Plus qu’une obligation légale, la protection des données est une valeur à défendre pour garantir le respect de la vie privée des citoyens, notamment dans une société où leur usage est exponentiel. Les nouvelles technologies qui les exploitent ont une place majeure de nos jours, il est difficile de s’en passer. Sans contrôle, elles peuvent néanmoins présenter des risques et finir par nous porter atteinte. Légidata s’est donnée pour objectif de concilier vie privée et usage des données personnelles. Le défi est d’ampleur, mais bien réalisable. Pour mériter votre confiance, l’entreprise s’est engagée dans une démarche qualitative à travers une Charte éthique composée de 8 articles :   

Article 1 :

La protection des données personnelles est un principe fondamental pour le respect de la vie privée de chaque citoyen européen. Elle s’applique indistinctement sur tout le territoire de l’Union européenne, ainsi qu’en dehors de celui-ci lorsque les traitements concernent les données personnelles d’un citoyen européen.

Article 2 :

Le DPO est le garant des droits des personnes concernées par un traitement de données à caractère personnel. A cet effet, il est l’interlocuteur privilégié des acteurs du domaine : les citoyens, les responsables de traitement, les sous-traitants, les juridictions et la CNIL.

Article 3 :

Le DPO met tout en œuvre pour conseiller, former et assister les responsables de traitement avec précision et clarté, il recherche prioritairement l’efficacité des mesures à prendre pour préserver l’intégrité et la confidentialité des données. Il est loyal envers les responsables de traitement mais ne se substitut toutefois pas à la responsabilité de ces derniers concernant les traitements qu’ils opèrent.

Article 4 :

Pour l’accomplissement de ses missions, le DPO doit maintenir et réactualiser ses connaissances.

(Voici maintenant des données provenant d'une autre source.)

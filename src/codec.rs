//! Length-framed record codec.
//!
//! A record on the log is `KeySize: u64 BE | ValueSize: u64 BE | key | value`.
//! The header is a fixed 16 bytes; there is no type tag and no checksum.

use bytes::{Buf, BufMut, Bytes, BytesMut};

use crate::error::{Error, Result};

/// Size in bytes of a record header (two big-endian `u64` length fields).
pub const HEADER_SIZE: u64 = 16;

/// Appends one record to `out` and returns the offset one past its end
/// (the new tail, if `out` held exactly the log buffer before the call).
pub fn encode(out: &mut BytesMut, key: &[u8], value: &[u8]) -> u64 {
    out.reserve(HEADER_SIZE as usize + key.len() + value.len());
    out.put_u64(key.len() as u64);
    out.put_u64(value.len() as u64);
    out.put_slice(key);
    out.put_slice(value);
    out.len() as u64
}

/// Decodes one record starting at byte 0 of `input`, returning the key,
/// the value, and the number of bytes consumed.
///
/// `Truncated` is returned whenever `input` ends before a full record
/// (header or body) can be read; the format has no other failure mode.
pub fn decode(input: &[u8]) -> Result<(Bytes, Bytes, usize)> {
    if input.len() < HEADER_SIZE as usize {
        return Err(Error::Truncated);
    }
    let mut header = &input[..HEADER_SIZE as usize];
    let key_size = header.get_u64() as usize;
    let value_size = header.get_u64() as usize;

    let key_start = HEADER_SIZE as usize;
    let key_end = key_start + key_size;
    let value_end = key_end + value_size;
    if input.len() < value_end {
        return Err(Error::Truncated);
    }

    let key = Bytes::copy_from_slice(&input[key_start..key_end]);
    let value = Bytes::copy_from_slice(&input[key_end..value_end]);
    Ok((key, value, value_end))
}
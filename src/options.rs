//! Store configuration: the tunable defaults and injectable collaborators
//! used to build a [`crate::Store`].

use std::sync::Arc;

use crate::diagnostics::{self, DiagnosticsSink};
use crate::hash::{self, HashFn};
use crate::pool::{BufferPool, DefaultBufferPool};

const DEFAULT_SHARD_COUNT: usize = 1024;
const DEFAULT_CACHE_CAPACITY: usize = 64;
const DEFAULT_LOG_SIZE: usize = 32 * 1024;
const DEFAULT_INDEX_SIZE: usize = 1024;

/// Tuning knobs and injectable collaborators for a [`crate::Store`].
///
/// Construct with [`StoreOptions::new`] and override with the builder
/// methods; each returns `Self` so calls chain.
pub struct StoreOptions {
    pub(crate) shard_count: usize,
    pub(crate) initial_cache_capacity: usize,
    pub(crate) initial_log_size: usize,
    pub(crate) initial_index_size: usize,
    pub(crate) hash_fn: Arc<dyn HashFn>,
    pub(crate) buffer_pool: Arc<dyn BufferPool>,
    pub(crate) diagnostics: Arc<dyn DiagnosticsSink>,
}

impl StoreOptions {
    /// Defaults: 1024 shards, 64-entry cache capacity hint, 32 KiB log size
    /// hint, 1024-entry index size hint, XXH64-family hash, a
    /// `Mutex`-backed buffer pool, and a `log`-crate diagnostics sink.
    pub fn new() -> Self {
        StoreOptions {
            shard_count: DEFAULT_SHARD_COUNT,
            initial_cache_capacity: DEFAULT_CACHE_CAPACITY,
            initial_log_size: DEFAULT_LOG_SIZE,
            initial_index_size: DEFAULT_INDEX_SIZE,
            hash_fn: hash::default_hash_fn(),
            buffer_pool: Arc::new(DefaultBufferPool::new()),
            diagnostics: diagnostics::default_sink(),
        }
    }

    /// Sets the number of shards. Immutable once the store is built;
    /// changing the shard count after construction invalidates prior
    /// snapshots, since a key's shard is `hash(key) mod shard_count`.
    pub fn shard_count(mut self, shard_count: usize) -> Self {
        self.shard_count = shard_count;
        self
    }

    /// Sets the per-shard index pre-allocation hint.
    pub fn initial_cache_capacity(mut self, capacity: usize) -> Self {
        self.initial_cache_capacity = capacity;
        self
    }

    /// Sets the per-shard buffer capacity hint in bytes.
    pub fn initial_log_size(mut self, size: usize) -> Self {
        self.initial_log_size = size;
        self
    }

    /// Sets the per-shard index map capacity hint.
    pub fn initial_index_size(mut self, size: usize) -> Self {
        self.initial_index_size = size;
        self
    }

    /// Injects a 64-bit string hash used for shard routing. Must be stable
    /// across process restarts for restore correctness.
    pub fn hash_fn(mut self, hash_fn: Arc<dyn HashFn>) -> Self {
        self.hash_fn = hash_fn;
        self
    }

    /// Injects the scratch-buffer pool used when encoding values.
    pub fn buffer_pool(mut self, pool: Arc<dyn BufferPool>) -> Self {
        self.buffer_pool = pool;
        self
    }

    /// Injects the sink that receives diagnostics for silently-swallowed
    /// `Set`/`Get`/`Remove` failures.
    pub fn diagnostics(mut self, sink: Arc<dyn DiagnosticsSink>) -> Self {
        self.diagnostics = sink;
        self
    }
}

impl Default for StoreOptions {
    fn default() -> Self {
        Self::new()
    }
}
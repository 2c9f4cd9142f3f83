use crate::handlers::{self, fallback};
use actix_web::web::{self, ServiceConfig};

pub fn config(cfg: &mut ServiceConfig) {
    cfg.app_data(web::JsonConfig::default().error_handler(fallback::json_error))
        .service(web::scope("/health").route("", web::get().to(handlers::health::health)))
        .service(
            web::resource("/dishes")
                .route(web::get().to(handlers::dishes::list_dishes))
                .route(web::post().to(handlers::dishes::create_dish))
                .default_service(web::to(fallback::method_not_allowed)),
        )
        .service(
            web::resource("/dishes/{dishId}")
                .route(web::get().to(handlers::dishes::get_dish))
                .route(web::put().to(handlers::dishes::update_dish))
                .default_service(web::to(fallback::method_not_allowed)),
        )
        .service(
            web::resource("/orders")
                .route(web::get().to(handlers::orders::list_orders))
                .route(web::post().to(handlers::orders::create_order))
                .default_service(web::to(fallback::method_not_allowed)),
        )
        .service(
            web::resource("/orders/{orderId}")
                .route(web::get().to(handlers::orders::get_order))
                .route(web::put().to(handlers::orders::update_order))
                .route(web::delete().to(handlers::orders::delete_order))
                .default_service(web::to(fallback::method_not_allowed)),
        )
        .default_service(web::to(fallback::path_not_found));
}
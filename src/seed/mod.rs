use serde::Deserialize;
use std::path::Path;

use crate::entities::{dish::Dish, order::Order};
use crate::errors::RepoErr;
use crate::repositories::in_memory::InMemoryRepository;

#[derive(Debug, thiserror::Error)]
pub enum SeedError {
    #[error("reading seed file: {0}")]
    Io(#[from] std::io::Error),
    #[error("parsing seed file: {0}")]
    Json(#[from] serde_json::Error),
    #[error("seed data: {0}")]
    Repo(#[from] RepoErr),
}

/// Start-up contents of the stores.
#[derive(Debug, Default, Deserialize)]
pub struct Seed {
    #[serde(default)]
    pub dishes: Vec<Dish>,
    #[serde(default)]
    pub orders: Vec<Order>,
}

impl Seed {
    pub fn from_json(raw: &str) -> Result<Self, SeedError> {
        Ok(serde_json::from_str(raw)?)
    }

    pub fn load(path: &Path) -> Result<Self, SeedError> {
        let raw = std::fs::read_to_string(path)?;
        Self::from_json(&raw)
    }

    pub fn into_repositories(
        self,
    ) -> Result<(InMemoryRepository<Dish>, InMemoryRepository<Order>), SeedError> {
        Ok((
            InMemoryRepository::seeded(self.dishes)?,
            InMemoryRepository::seeded(self.orders)?,
        ))
    }
}
//! Payload checks shared by every resource.

use serde_json::Value;

use super::RequestContext;
use crate::entities::Resource;
use crate::errors::ApiError;

/// JSON values a client would consider "not provided": null, false, zero,
/// NaN and the empty string. Arrays and objects always count as present.
pub fn is_truthy(value: &Value) -> bool {
    match value {
        Value::Null => false,
        Value::Bool(b) => *b,
        Value::Number(n) => n.as_f64().is_some_and(|f| f != 0.0 && !f.is_nan()),
        Value::String(s) => !s.is_empty(),
        Value::Array(_) | Value::Object(_) => true,
    }
}

/// Fails with `<Resource> must include a <field>` when the field is absent
/// or falsy.
pub fn body_data_has<E: Resource>(
    field: &'static str,
) -> impl Fn(&RequestContext<E>) -> Result<(), ApiError> + Send + Sync + 'static {
    move |ctx: &RequestContext<E>| match ctx.field(field) {
        Some(value) if is_truthy(value) => Ok(()),
        _ => Err(ApiError::BadRequest(E::missing_field(field))),
    }
}

/// A payload `id`, when given, has to be the route id itself. Omitting it is
/// fine; a non-string id never matches.
pub fn body_id_matches_route_id<E: Resource>(ctx: &RequestContext<E>) -> Result<(), ApiError> {
    let Some(body_id) = ctx.field("id").filter(|v| is_truthy(v)) else {
        return Ok(());
    };
    let route_id = ctx.route_id().unwrap_or_default();
    match body_id {
        Value::String(s) if s == route_id => Ok(()),
        Value::String(s) => Err(ApiError::BadRequest(E::id_mismatch(s, route_id))),
        other => Err(ApiError::BadRequest(E::id_mismatch(&other.to_string(), route_id))),
    }
}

A cette fin, il assure une veille juridique et, compte tenu de l’impact des nouvelles technologies sur la protection des données, il se tient informé de leurs possibles répercussions pour les prévenir et conserver un haut niveau de protection.

Article 5 :

Le DPO est soumis au secret professionnel. Il agit en toute confidentialité et s’engage à ne pas divulguer les informations dont il a connaissance à l’occasion de ses missions, sous peine de s’exposer aux dispositions de l’article 226-13 du Code pénal.

Article 6 :

Pour définir une gouvernance des données adéquate, le DPO tient compte de l’ensemble des ressources disponibles au sein de l’organisation concernée. Il a notamment le souci de proposer des solutions accessibles pour atteindre le niveau de protection requis.

Article 7 :

A l’occasion de ses missions de formation ou de sensibilisation, le DPO fait preuve de pédagogie et se tient à l’écoute du public. Il communique toutes les informations nécessaires et actualisées pour protéger efficacement les données personnelles.

Article 8 :

Le DPO rend compte de ses missions de mise en conformité par écrit. Au-delà de leur aspect technique, ces comptes-rendus contribuent à démontrer la mise en place de mécanismes et de procédures internes au sein d’une organisation pour se conformer au RGPD.